= Beginning of Section =

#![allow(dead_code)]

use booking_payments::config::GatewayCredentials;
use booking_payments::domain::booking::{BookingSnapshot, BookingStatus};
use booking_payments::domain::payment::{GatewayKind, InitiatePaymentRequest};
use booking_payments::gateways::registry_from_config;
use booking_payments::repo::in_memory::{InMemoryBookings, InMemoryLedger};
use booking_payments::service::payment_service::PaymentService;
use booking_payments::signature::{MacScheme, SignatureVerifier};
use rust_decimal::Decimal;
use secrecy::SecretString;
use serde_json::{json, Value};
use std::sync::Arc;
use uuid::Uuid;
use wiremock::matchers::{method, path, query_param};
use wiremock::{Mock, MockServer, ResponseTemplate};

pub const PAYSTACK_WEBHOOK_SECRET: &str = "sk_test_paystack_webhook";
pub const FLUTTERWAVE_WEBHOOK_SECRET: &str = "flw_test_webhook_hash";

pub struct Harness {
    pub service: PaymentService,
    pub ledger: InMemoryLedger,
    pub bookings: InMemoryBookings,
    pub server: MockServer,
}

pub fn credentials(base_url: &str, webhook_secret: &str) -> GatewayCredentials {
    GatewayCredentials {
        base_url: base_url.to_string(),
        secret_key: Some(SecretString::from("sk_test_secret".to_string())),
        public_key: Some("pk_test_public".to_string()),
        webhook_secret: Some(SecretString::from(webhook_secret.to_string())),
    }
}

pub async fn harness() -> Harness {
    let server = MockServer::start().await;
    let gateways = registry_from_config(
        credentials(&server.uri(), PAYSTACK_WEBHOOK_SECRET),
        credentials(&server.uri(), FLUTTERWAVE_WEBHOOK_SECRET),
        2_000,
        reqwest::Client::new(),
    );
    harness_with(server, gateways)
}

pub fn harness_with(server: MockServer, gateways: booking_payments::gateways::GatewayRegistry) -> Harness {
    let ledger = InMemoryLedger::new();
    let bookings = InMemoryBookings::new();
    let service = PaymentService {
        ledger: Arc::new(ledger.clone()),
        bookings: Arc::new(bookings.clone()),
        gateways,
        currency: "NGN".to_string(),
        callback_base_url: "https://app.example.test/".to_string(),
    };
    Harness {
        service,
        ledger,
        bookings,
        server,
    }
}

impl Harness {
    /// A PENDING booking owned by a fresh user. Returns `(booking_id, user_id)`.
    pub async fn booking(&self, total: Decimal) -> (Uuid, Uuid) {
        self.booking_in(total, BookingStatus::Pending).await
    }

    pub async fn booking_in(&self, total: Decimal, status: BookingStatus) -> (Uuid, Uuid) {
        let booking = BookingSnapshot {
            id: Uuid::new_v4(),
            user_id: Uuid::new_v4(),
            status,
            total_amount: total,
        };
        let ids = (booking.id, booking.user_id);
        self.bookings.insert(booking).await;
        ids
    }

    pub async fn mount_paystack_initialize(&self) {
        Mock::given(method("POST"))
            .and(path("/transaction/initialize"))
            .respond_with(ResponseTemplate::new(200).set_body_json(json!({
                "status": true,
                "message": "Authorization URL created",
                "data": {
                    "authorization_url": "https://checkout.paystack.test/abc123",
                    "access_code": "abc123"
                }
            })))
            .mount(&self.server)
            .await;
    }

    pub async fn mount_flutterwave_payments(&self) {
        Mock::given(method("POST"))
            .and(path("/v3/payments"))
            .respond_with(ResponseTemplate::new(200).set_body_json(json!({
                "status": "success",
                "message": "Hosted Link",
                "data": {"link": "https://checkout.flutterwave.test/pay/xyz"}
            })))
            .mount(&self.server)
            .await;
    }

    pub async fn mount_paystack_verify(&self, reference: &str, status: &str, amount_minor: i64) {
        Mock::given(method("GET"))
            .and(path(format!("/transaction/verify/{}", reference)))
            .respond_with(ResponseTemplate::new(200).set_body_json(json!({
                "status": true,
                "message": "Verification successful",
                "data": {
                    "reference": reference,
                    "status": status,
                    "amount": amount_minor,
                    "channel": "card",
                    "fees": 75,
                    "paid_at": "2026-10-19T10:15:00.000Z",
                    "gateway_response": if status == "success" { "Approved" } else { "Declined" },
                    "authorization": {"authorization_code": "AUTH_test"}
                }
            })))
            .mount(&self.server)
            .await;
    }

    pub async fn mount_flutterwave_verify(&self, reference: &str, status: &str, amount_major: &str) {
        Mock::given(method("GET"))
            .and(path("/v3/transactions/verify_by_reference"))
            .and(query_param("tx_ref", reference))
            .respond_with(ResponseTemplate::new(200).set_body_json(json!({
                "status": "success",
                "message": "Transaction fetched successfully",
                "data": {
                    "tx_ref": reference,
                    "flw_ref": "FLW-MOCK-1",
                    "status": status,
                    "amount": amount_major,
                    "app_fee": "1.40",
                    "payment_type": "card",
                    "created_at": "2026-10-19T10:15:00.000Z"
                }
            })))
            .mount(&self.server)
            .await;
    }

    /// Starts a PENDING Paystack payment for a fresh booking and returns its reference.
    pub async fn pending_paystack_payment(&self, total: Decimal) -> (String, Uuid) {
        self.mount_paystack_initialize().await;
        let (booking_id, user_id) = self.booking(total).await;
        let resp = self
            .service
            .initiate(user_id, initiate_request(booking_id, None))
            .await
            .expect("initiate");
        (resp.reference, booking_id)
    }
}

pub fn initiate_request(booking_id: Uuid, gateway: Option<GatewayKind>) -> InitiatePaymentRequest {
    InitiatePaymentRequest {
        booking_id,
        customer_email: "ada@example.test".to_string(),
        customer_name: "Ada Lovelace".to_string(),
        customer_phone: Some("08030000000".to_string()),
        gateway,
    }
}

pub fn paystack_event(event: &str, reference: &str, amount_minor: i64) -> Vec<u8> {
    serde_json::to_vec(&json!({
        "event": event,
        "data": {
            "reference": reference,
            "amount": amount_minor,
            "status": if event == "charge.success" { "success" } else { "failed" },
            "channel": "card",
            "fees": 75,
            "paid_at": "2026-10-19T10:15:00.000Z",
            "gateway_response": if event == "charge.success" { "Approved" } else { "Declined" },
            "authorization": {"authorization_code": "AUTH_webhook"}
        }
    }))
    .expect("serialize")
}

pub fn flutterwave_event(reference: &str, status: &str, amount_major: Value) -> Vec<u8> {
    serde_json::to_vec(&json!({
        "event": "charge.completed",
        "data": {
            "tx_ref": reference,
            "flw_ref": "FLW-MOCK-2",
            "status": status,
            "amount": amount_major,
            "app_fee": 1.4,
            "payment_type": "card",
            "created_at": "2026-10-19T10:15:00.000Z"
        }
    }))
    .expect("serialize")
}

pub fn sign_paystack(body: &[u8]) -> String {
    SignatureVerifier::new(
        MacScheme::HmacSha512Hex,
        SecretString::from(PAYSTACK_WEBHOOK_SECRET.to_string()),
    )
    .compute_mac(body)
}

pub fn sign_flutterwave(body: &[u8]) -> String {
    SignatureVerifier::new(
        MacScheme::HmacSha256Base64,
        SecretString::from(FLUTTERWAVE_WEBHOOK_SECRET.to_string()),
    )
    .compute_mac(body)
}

= End of Section =
= Beginning of Section =

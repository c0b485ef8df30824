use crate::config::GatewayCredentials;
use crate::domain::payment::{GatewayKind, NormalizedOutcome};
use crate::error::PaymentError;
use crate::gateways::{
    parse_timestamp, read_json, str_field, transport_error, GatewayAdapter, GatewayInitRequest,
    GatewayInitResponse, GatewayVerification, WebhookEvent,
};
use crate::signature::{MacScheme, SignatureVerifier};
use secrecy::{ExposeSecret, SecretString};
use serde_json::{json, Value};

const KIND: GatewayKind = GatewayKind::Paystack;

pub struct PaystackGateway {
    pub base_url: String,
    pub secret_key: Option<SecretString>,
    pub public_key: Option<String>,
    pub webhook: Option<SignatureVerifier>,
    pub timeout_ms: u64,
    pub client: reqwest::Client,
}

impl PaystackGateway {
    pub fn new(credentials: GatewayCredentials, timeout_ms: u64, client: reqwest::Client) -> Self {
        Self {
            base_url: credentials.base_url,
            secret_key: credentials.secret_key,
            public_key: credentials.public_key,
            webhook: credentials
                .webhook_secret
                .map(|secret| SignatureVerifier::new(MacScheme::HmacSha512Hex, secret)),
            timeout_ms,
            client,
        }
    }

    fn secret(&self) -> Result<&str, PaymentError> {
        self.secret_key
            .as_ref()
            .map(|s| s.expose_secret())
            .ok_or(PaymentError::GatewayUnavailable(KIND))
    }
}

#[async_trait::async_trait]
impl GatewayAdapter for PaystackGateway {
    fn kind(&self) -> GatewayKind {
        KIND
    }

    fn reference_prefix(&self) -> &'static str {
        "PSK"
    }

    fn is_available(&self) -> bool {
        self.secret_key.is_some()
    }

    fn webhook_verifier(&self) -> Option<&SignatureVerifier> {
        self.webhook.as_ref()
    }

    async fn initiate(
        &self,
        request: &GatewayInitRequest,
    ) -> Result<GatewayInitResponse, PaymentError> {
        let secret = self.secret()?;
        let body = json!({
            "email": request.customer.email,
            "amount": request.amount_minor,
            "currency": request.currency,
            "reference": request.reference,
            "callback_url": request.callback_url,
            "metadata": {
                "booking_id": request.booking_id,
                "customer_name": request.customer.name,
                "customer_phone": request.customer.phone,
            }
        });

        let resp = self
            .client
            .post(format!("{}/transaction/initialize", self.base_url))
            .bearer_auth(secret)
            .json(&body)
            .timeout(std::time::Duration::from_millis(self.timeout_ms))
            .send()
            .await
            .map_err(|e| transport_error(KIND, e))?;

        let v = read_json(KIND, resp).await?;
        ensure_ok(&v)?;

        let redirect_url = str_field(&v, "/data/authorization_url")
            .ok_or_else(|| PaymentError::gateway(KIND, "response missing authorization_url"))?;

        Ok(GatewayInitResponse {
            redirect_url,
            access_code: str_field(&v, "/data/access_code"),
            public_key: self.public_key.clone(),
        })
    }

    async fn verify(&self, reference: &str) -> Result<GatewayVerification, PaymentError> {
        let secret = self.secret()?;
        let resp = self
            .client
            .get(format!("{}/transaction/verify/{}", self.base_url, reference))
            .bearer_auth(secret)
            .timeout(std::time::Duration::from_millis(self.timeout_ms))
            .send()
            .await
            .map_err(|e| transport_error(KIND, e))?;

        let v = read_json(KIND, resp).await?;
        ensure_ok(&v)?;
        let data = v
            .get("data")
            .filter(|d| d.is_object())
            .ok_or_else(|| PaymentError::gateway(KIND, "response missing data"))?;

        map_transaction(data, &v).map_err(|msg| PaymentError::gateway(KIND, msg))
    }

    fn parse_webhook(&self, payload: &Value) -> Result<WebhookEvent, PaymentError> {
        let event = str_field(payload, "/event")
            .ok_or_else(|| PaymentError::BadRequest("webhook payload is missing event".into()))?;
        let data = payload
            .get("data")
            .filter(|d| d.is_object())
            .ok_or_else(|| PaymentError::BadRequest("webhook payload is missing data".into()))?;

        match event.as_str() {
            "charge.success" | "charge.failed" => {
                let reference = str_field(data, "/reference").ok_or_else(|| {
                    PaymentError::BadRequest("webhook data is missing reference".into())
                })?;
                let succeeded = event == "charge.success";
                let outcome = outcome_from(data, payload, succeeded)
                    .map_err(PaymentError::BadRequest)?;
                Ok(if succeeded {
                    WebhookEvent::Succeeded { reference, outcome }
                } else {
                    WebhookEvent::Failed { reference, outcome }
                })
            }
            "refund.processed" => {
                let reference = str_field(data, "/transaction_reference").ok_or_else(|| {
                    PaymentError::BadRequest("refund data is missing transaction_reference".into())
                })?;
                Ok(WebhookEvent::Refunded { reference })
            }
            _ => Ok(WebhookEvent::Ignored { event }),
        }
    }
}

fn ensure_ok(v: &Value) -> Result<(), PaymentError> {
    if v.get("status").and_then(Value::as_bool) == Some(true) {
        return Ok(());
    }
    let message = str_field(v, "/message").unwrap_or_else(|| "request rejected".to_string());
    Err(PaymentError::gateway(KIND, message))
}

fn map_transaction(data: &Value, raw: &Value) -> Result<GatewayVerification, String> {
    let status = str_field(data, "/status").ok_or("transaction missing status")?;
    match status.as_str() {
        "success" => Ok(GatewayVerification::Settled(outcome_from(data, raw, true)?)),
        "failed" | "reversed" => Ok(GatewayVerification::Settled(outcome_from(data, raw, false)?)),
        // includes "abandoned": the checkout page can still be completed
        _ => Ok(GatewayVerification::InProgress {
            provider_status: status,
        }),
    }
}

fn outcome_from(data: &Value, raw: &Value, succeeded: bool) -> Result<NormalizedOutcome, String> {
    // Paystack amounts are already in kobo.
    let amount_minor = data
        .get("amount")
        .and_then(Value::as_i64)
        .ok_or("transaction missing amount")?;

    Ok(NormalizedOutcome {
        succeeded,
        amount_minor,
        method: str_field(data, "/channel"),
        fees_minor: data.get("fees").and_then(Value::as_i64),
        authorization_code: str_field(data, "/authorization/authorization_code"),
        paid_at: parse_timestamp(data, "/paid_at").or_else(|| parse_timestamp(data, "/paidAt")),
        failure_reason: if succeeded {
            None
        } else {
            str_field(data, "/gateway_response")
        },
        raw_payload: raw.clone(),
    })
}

= End of Section =

Problem statement:
Using the listing above, locate the lines that hold "GatewayCredentials" and copy each one.

Written solution:
use booking_payments::config::GatewayCredentials;
pub fn credentials(base_url: &str, webhook_secret: &str) -> GatewayCredentials {
    GatewayCredentials {
use crate::config::GatewayCredentials;
    pub fn new(credentials: GatewayCredentials, timeout_ms: u64, client: reqwest::Client) -> Self {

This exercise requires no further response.